The Biden administration agreed to swap five Iranians for five Americans and unlock $6 billion in Iranian oil revenue held in South Korea. The five Iranians receiving clemency had been charged with or convicted of nonviolent crimes, such as circumventing sanctions and, in one case, breaking the Foreign Agents Registration Act. According to the White House, two of the five have been in prison, with sentences about to expire; three were awaiting trial. But, make no mistake, there is no equivalency here: The Americans were arbitrarily and unjustly imprisoned in Iran, while the Iranians were charged or punished for violations in a nation governed by rule of law.
The Biden administration insists the $6 billion will be disbursed for humanitarian purposes only, under strict monitoring. But it is not without benefit for the economically strapped Iranian regime — it will undoubtedly free up other funds to spend on more nefarious purposes, such as buying weapons.
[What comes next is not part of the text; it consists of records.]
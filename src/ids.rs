//! Session identifier generation.

use rand::Rng;

/// Length of identifiers produced by [`RandomIdGenerator`].
pub const SESSION_ID_LEN: usize = 17;

const ALPHABET: &[u8] = b"abcdefghijklmnopqrstuvwxyzABCDEFGHIJKLMNOPQRSTUVWXYZ";

/// Source of opaque, unique identifiers.
pub trait IdGenerator: Send + Sync + 'static {
    /// Produce a fresh identifier.
    fn new_id(&self) -> String;
}

/// Random identifiers drawn from `[a-zA-Z]`.
#[derive(Clone, Copy, Debug, Default)]
pub struct RandomIdGenerator;

impl IdGenerator for RandomIdGenerator {
    fn new_id(&self) -> String {
        let mut rng = rand::rng();
        (0..SESSION_ID_LEN)
            .map(|_| char::from(ALPHABET[rng.random_range(0..ALPHABET.len())]))
            .collect()
    }
}

impl<F> IdGenerator for F
where
    F: Fn() -> String + Send + Sync + 'static,
{
    fn new_id(&self) -> String { self() }
}
//! Local file serving and peer redirects.

use std::path::PathBuf;

use regex::Regex;
use tokio::fs;
use tracing::debug;

use crate::http::request::{Method, Request};
use crate::http::response::{Response, ResponseBuilder, StatusCode};
use crate::route::registry::PeerRegistry;

// Targets may only name files drawn from this character set; anything else
// is treated as absent.
const TARGET_CHARSET: &str = "^[a-zA-Z0-9./-]+$";

/// Decides the response for a validated GET or HEAD request: a local file,
/// a redirect to the peer holding it, or a 404.
pub struct Router {
    root: PathBuf,
    registry: PeerRegistry,
    allowed_target: Regex,
}

impl Router {
    pub fn new(root: PathBuf, registry: PeerRegistry) -> anyhow::Result<Self> {
        Ok(Self {
            root,
            registry,
            allowed_target: Regex::new(TARGET_CHARSET)?,
        })
    }

    /// Composes the response for one request.
    ///
    /// A HEAD response states the file's `Content-Length` but sends no body.
    /// Filesystem probe failures are indistinguishable from a missing file
    /// and fall through to the registry, then to 404.
    pub async fn route(&self, request: &Request) -> Response {
        if let Some(contents) = self.read_local(&request.target).await {
            debug!("File found: {}", request.target);

            let length = contents.len();
            let body = match request.method {
                Method::GET => contents,
                Method::HEAD => Vec::new(),
            };

            return ResponseBuilder::new(StatusCode::Ok)
                .header("Content-Length", length.to_string())
                .body(body)
                .build();
        }

        if let Some(peer) = self.registry.lookup(&request.target) {
            debug!("File found on peer server: {}", request.target);

            return Response::redirect(format!(
                "http://{}:{}{}",
                peer.host, peer.port, request.target
            ));
        }

        debug!("File not found: {}", request.target);
        Response::not_found()
    }

    async fn read_local(&self, target: &str) -> Option<Vec<u8>> {
        if escapes_root(target) || !self.allowed_target.is_match(target) {
            return None;
        }

        let path = self.root.join(target.strip_prefix('/')?);
        let meta = fs::metadata(&path).await.ok()?;
        if !meta.is_file() {
            return None;
        }

        fs::read(&path).await.ok()
    }
}

/// Reports whether a target's `..` segments would climb above the served
/// root.
///
/// Single left-to-right scan over a traversal depth counter: every `/` not
/// followed by `..` counts one level down (so `/./` counts as a level, and
/// `/...` counts as `..`), every `/..` counts one level up, and a negative
/// count rejects the target. No other normalization is applied.
pub fn escapes_root(target: &str) -> bool {
    let bytes = target.as_bytes();
    let mut depth: i32 = 0;

    let mut i = 0;
    while i < bytes.len() {
        if bytes[i] == b'/' {
            if bytes.get(i + 1) == Some(&b'.') && bytes.get(i + 2) == Some(&b'.') {
                depth -= 1;
                if depth < 0 {
                    return true;
                }
                i += 3;
                continue;
            }
            depth += 1;
        }
        i += 1;
    }

    false
}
President Biden vowed to “remain unflinching” in his determination to repatriate Americans who have been wrongfully detained abroad, and noted correctly that “too many remain unjustly held in Russia, Venezuela, Syria, and elsewhere around the world.” Left unsaid is that these regimes see hostages as a currency to be traded for future gain, a dirty trafficking in humans by governments. Look no further than Russia, where Ms. Griner’s release in a Dec. 8 prisoner swap was followed by the detention on March 29 of Wall Street Journal correspondent Evan Gershkovich, an accredited journalist who had worked in Russia for six years. He is clearly a hostage, nothing less.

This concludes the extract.